Items from a dataset
....
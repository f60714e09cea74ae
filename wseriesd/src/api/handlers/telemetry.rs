//! WebSocket telemetry channel
//!
//! Each client gets the current frame on connect, then every frame the
//! [`TelemetryHub`](crate::telemetry::TelemetryHub) publishes. Client
//! messages are read and discarded.

use crate::api::AppState;

use axum::{
    extract::{
        ws::{Message, WebSocket},
        State, WebSocketUpgrade,
    },
    response::Response,
};
use tokio::sync::broadcast::error::RecvError;
use tracing::{debug, warn};

/// Upgrade to a telemetry WebSocket.
///
/// # Endpoint
///
/// `GET /ws`
pub(crate) async fn ws_upgrade(ws: WebSocketUpgrade, State(state): State<AppState>) -> Response {
    debug!("Request: GET /ws");
    ws.on_upgrade(move |socket| client_session(socket, state))
}

async fn client_session(mut socket: WebSocket, state: AppState) {
    let mut frames = state.telemetry.subscribe();
    debug!("Telemetry client connected");

    if let Some(frame) = state.telemetry.current_frame() {
        if socket.send(Message::Text(frame)).await.is_err() {
            return;
        }
    }

    loop {
        tokio::select! {
            frame = frames.recv() => match frame {
                Ok(text) => {
                    if socket.send(Message::Text(text)).await.is_err() {
                        break;
                    }
                }
                Err(RecvError::Lagged(skipped)) => {
                    warn!("Telemetry client lagging, skipped {} frame(s)", skipped);
                }
                Err(RecvError::Closed) => break,
            },
            incoming = socket.recv() => match incoming {
                Some(Ok(Message::Close(_))) | None | Some(Err(_)) => break,
                Some(Ok(_)) => {}
            },
        }
    }

    debug!("Telemetry client disconnected");
}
....
== What you are asked to do ==
Check every line above for the string "tokio" and copy those that have it.

== Solution to this task ==
use tokio::sync::broadcast::error::RecvError;
        tokio::select! {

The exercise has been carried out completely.